Paragraph 2 and 3 of the Article further mentions certain settlement agreement where the Convention does not apply:
Settlement agreements concluded to resolve the dispute for personal purposes which include family, inheritance, or employment.
Settlement agreements recorded and enforceable as arbitral awards.
Settlement agreements concluded in a court proceeding or even approved by a court.
Settlement agreements that are enforceable as a judgment in a court of that State.
The logic behind excluding these settlement agreements is to avoid an overlap with other instruments that already deal with these kinds of settlements like the New York Convention. Therefore, the Singapore Convention only focuses on settlement agreements not governed by any already existing instruments.
Key provisions of the Convention :
Article 3. General principles- This article states that the parties to the agreement will follow the rules and procedures laid down by the Convention. In a situation that a dispute arises regarding a matter that a party claims to have settled already through an agreement, a Party to the Convention shall allow the party to invoke the agreement of settlement following the procedure laid down by this specific Convention, allowing that party to prove that the matter has been resolved earlier.
Article 4. Requirements for reliance on settlement agreements- This article covers the conditions required for a party seeking relief depending on the settlement agreement through this convention, namely the signs of the parties and the mediator and other conditions. The article also provides the requirements for a settlement agreement where the mediator is met concerning electronic communication.
Article 5. Grounds for refusing to grant relief- This article states conditions about when relief guaranteed under Article 4 can be refused, at the request of the party against whom the relief is sought. This can be done by proving to the competent authority, either that the party to the agreement is incapable or the settlement in question is void by law/ has been consequently modified/the object of the agreement has been performed or is unclear about the conditions of performance/providing relief would be against the agreement.
Relief can also be denied under Article 4 if, granting relief would be contrary to the public policy of that Party; or the subject matter of the dispute in question is beyond the boundaries of Mediation by law.

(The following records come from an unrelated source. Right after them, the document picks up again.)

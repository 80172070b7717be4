//! Rutas HTTP
//!
//! Ensambla los routers de cada grupo de endpoints bajo `/api`.

pub mod auth_routes;
pub mod maintenance_routes;
pub mod profile_routes;

use axum::{response::Json, routing::get, Router};
use serde_json::json;
use tower_http::{compression::CompressionLayer, trace::TraceLayer};

use crate::middleware::cors::cors_layer;
use crate::state::AppState;

/// Router completo de la aplicación con estado y capas aplicadas
pub fn create_router(state: AppState) -> Router {
    let api = Router::new()
        .nest("/auth", auth_routes::create_auth_router(state.clone()))
        .nest("/profile", profile_routes::create_profile_router(state.clone()))
        .nest("/catalog", maintenance_routes::create_catalog_router())
        .nest(
            "/maintenance",
            maintenance_routes::create_maintenance_router(state.clone()),
        );

    Router::new()
        .route("/health", get(health_check))
        .nest("/api", api)
        .layer(TraceLayer::new_for_http())
        .layer(CompressionLayer::new())
        .layer(cors_layer(&state.config.cors_origins))
        .with_state(state)
}

async fn health_check() -> Json<serde_json::Value> {
    Json(json!({
        "status": "ok",
        "service": env!("CARGO_PKG_NAME"),
        "version": env!("CARGO_PKG_VERSION"),
        "timestamp": chrono::Utc::now().to_rfc3339(),
    }))
}
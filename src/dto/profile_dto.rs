use serde::Deserialize;
use validator::Validate;

use crate::utils::validation::MOBILE_NUMBER;

// Request para actualizar el perfil
#[derive(Debug, Deserialize, Validate)]
pub struct UpdateProfileRequest {
    #[validate(length(min = 1, max = 150, message = "Full name is required"))]
    pub name: String,

    #[validate(regex(path = "MOBILE_NUMBER", message = "Mobile number must be 10 digits"))]
    pub mobile: String,

    #[validate(email(message = "Invalid email address"))]
    pub email: String,
}

impl UpdateProfileRequest {
    pub fn trimmed(self) -> Self {
        Self {
            name: self.name.trim().to_string(),
            mobile: self.mobile.trim().to_string(),
            email: self.email.trim().to_string(),
        }
    }
}

#[cfg(test)]
mod tests {
    use super::*;
    use validator::Validate;

    #[test]
    fn test_blank_name_is_rejected_after_trim() {
        let request = UpdateProfileRequest {
            name: "   ".to_string(),
            mobile: " 9876543210 ".to_string(),
            email: "asha@example.com ".to_string(),
        };
        assert!(request.validate().is_err());

        let request = request.trimmed();
        assert_eq!(request.mobile, "9876543210");
        assert_eq!(request.email, "asha@example.com");
        assert!(request.validate().is_err());
    }
}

Article 7. Other laws or treaties: This article states that the convention won’t interfere with any rights or interests provided by any other law or treaty in the manner and to the extent allowed by the law or the treaties of the Party to the Convention
Article 8. Reservations- The parties to the agreement can declare certain governmental agencies or any person acting on behalf of a governmental agency is a party, which may not fall under this convention to a certain specific extent as mentioned in the declaration. The convention applies to only those parties that have agreed to a settlement under this convention. No other reservations are allowed other than the ones mentioned in this article. Reservations may be made by a Party to the Convention at any time, it should just be deposited with signatures of the parties to the depository. Any withdrawal of such a declaration can also be made at any time effective from 6 months from the date of depositing the same.
Article 9. Effect on settlement agreements- Any convention, declaration, or withdrawal is applied on the parties to the settlement agreement from the date the convention, declaration, or withdrawal is entered into.
Limitation in enforcement:
The major objective of the Convention is the enforcement of settlement agreements resulting from mediation. There are two major limitations in the Convention which can reduce the impact of enforcement mechanism:
The effectiveness of any international treaty is largely dependent on the number of countries adopting and ratifying it. The Singapore Convention is fairly new in the field with a handful of countries ratifying it so far. The major obstacle faced by the Convention is that many countries do not have any domestic legal system in place which deals with mediation comprehensively. It then becomes a herculean task to expect countries to ratify a Convention with major ramifications when their legal systems do not even recognize mediation as an alternative dispute resolution process.
Even countries like Iran which are a signatory to the Convention have not recognized mediation in their domestic system. The competent authority will in such jurisdictions face difficulty in enforcing settlements according to the Convention. Since there is no appropriate platform, the only way one can enforce settlement agreements is by treating them as a normal civil contract and applying the legal remedy of that jurisdiction. This goes against the direct enforcement of settlement agreements envisioned by the Convention.
2. The other major limitation is concerning a specific article which talks about grounds for refusing to grant relief. Article 5 (1)(e) lays that on a serious breach by the mediator of ‘standards applicable to the mediator’ and that breach affected the party, the competent authority can deny granting relief. The problem here is that even if there was some domestic legal system in place, it would be difficult to ascertain when a serious breach of the standard has occurred. The provision is too general and with no set definition of these ‘standards’ much would be left on the subjectivity of the competent authority. Article 5 (1)(f) suffers from the same drawback as it would be difficult to ascertain the impartiality or independence of the mediator.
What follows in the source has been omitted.